### RECORDS
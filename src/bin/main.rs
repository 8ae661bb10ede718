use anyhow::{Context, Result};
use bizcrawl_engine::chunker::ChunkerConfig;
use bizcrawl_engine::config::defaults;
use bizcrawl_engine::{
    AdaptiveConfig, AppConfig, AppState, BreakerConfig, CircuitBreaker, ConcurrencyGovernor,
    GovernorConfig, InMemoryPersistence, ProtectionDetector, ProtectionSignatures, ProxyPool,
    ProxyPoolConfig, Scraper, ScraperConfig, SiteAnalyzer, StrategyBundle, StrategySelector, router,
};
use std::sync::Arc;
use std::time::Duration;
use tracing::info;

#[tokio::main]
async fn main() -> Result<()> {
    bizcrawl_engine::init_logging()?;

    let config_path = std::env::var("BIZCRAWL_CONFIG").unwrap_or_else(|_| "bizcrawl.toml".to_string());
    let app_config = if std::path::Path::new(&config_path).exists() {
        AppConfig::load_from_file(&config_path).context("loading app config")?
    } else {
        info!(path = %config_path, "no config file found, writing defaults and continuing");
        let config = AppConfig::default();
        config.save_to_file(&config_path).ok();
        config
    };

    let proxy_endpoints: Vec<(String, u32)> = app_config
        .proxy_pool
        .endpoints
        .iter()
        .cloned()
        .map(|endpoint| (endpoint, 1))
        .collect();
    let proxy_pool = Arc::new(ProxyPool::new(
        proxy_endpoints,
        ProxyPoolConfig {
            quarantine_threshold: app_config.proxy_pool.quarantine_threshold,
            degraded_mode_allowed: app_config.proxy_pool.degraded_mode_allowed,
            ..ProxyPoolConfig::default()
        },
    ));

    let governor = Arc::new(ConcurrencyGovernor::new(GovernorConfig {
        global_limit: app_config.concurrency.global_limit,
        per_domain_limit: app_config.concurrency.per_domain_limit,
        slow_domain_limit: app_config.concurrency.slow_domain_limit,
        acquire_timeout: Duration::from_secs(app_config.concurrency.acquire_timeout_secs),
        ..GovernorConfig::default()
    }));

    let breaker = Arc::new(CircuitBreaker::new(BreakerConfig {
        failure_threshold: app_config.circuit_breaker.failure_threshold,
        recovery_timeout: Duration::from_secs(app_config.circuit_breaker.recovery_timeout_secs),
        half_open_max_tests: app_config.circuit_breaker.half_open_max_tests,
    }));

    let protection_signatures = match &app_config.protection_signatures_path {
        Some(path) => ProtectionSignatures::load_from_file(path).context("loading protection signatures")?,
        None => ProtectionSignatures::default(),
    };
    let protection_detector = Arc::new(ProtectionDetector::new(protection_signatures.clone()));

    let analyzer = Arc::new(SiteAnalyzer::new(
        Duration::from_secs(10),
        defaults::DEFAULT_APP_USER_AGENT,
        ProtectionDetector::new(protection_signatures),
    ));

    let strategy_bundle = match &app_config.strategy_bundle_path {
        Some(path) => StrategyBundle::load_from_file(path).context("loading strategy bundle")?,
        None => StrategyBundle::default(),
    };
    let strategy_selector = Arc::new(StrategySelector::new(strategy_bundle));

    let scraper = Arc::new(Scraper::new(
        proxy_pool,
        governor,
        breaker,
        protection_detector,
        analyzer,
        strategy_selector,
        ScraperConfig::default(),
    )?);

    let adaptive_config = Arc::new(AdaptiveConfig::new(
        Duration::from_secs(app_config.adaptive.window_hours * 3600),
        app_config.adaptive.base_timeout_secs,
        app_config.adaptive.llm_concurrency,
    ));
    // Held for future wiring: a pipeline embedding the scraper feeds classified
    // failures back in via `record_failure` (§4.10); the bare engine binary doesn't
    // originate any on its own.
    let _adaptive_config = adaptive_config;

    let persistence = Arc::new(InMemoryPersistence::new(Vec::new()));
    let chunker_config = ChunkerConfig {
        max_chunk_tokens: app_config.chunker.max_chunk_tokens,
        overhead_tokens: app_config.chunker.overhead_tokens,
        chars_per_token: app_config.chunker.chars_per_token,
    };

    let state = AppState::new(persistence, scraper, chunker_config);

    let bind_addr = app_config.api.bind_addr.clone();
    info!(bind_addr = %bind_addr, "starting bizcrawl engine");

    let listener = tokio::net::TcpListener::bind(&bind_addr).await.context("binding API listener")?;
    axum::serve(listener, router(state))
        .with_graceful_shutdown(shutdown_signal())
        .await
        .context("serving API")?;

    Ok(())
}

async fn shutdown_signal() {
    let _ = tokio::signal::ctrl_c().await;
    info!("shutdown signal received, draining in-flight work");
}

### ABOUT THIS TASK
Output the whole listing word for word.

### RESULT OF THIS TASK
filename src/bin/main.rs
repository 8ae661bb10ede718
use anyhow::{Context, Result};
use bizcrawl_engine::chunker::ChunkerConfig;
use bizcrawl_engine::config::defaults;
use bizcrawl_engine::{
    AdaptiveConfig, AppConfig, AppState, BreakerConfig, CircuitBreaker, ConcurrencyGovernor,
    GovernorConfig, InMemoryPersistence, ProtectionDetector, ProtectionSignatures, ProxyPool,
    ProxyPoolConfig, Scraper, ScraperConfig, SiteAnalyzer, StrategyBundle, StrategySelector, router,
};
use std::sync::Arc;
use std::time::Duration;
use tracing::info;

#[tokio::main]
async fn main() -> Result<()> {
    bizcrawl_engine::init_logging()?;

    let config_path = std::env::var("BIZCRAWL_CONFIG").unwrap_or_else(|_| "bizcrawl.toml".to_string());
    let app_config = if std::path::Path::new(&config_path).exists() {
        AppConfig::load_from_file(&config_path).context("loading app config")?
    } else {
        info!(path = %config_path, "no config file found, writing defaults and continuing");
        let config = AppConfig::default();
        config.save_to_file(&config_path).ok();
        config
    };

    let proxy_endpoints: Vec<(String, u32)> = app_config
        .proxy_pool
        .endpoints
        .iter()
        .cloned()
        .map(|endpoint| (endpoint, 1))
        .collect();
    let proxy_pool = Arc::new(ProxyPool::new(
        proxy_endpoints,
        ProxyPoolConfig {
            quarantine_threshold: app_config.proxy_pool.quarantine_threshold,
            degraded_mode_allowed: app_config.proxy_pool.degraded_mode_allowed,
            ..ProxyPoolConfig::default()
        },
    ));

    let governor = Arc::new(ConcurrencyGovernor::new(GovernorConfig {
        global_limit: app_config.concurrency.global_limit,
        per_domain_limit: app_config.concurrency.per_domain_limit,
        slow_domain_limit: app_config.concurrency.slow_domain_limit,
        acquire_timeout: Duration::from_secs(app_config.concurrency.acquire_timeout_secs),
        ..GovernorConfig::default()
    }));

    let breaker = Arc::new(CircuitBreaker::new(BreakerConfig {
        failure_threshold: app_config.circuit_breaker.failure_threshold,
        recovery_timeout: Duration::from_secs(app_config.circuit_breaker.recovery_timeout_secs),
        half_open_max_tests: app_config.circuit_breaker.half_open_max_tests,
    }));

    let protection_signatures = match &app_config.protection_signatures_path {
        Some(path) => ProtectionSignatures::load_from_file(path).context("loading protection signatures")?,
        None => ProtectionSignatures::default(),
    };
    let protection_detector = Arc::new(ProtectionDetector::new(protection_signatures.clone()));

    let analyzer = Arc::new(SiteAnalyzer::new(
        Duration::from_secs(10),
        defaults::DEFAULT_APP_USER_AGENT,
        ProtectionDetector::new(protection_signatures),
    ));

    let strategy_bundle = match &app_config.strategy_bundle_path {
        Some(path) => StrategyBundle::load_from_file(path).context("loading strategy bundle")?,
        None => StrategyBundle::default(),
    };
    let strategy_selector = Arc::new(StrategySelector::new(strategy_bundle));

    let scraper = Arc::new(Scraper::new(
        proxy_pool,
        governor,
        breaker,
        protection_detector,
        analyzer,
        strategy_selector,
        ScraperConfig::default(),
    )?);

    let adaptive_config = Arc::new(AdaptiveConfig::new(
        Duration::from_secs(app_config.adaptive.window_hours * 3600),
        app_config.adaptive.base_timeout_secs,
        app_config.adaptive.llm_concurrency,
    ));
    // Held for future wiring: a pipeline embedding the scraper feeds classified
    // failures back in via `record_failure` (§4.10); the bare engine binary doesn't
    // originate any on its own.
    let _adaptive_config = adaptive_config;

    let persistence = Arc::new(InMemoryPersistence::new(Vec::new()));
    let chunker_config = ChunkerConfig {
        max_chunk_tokens: app_config.chunker.max_chunk_tokens,
        overhead_tokens: app_config.chunker.overhead_tokens,
        chars_per_token: app_config.chunker.chars_per_token,
    };

    let state = AppState::new(persistence, scraper, chunker_config);

    let bind_addr = app_config.api.bind_addr.clone();
    info!(bind_addr = %bind_addr, "starting bizcrawl engine");

    let listener = tokio::net::TcpListener::bind(&bind_addr).await.context("binding API listener")?;
    axum::serve(listener, router(state))
        .with_graceful_shutdown(shutdown_signal())
        .await
        .context("serving API")?;

    Ok(())
}

async fn shutdown_signal() {
    let _ = tokio::signal::ctrl_c().await;
    info!("shutdown signal received, draining in-flight work");
}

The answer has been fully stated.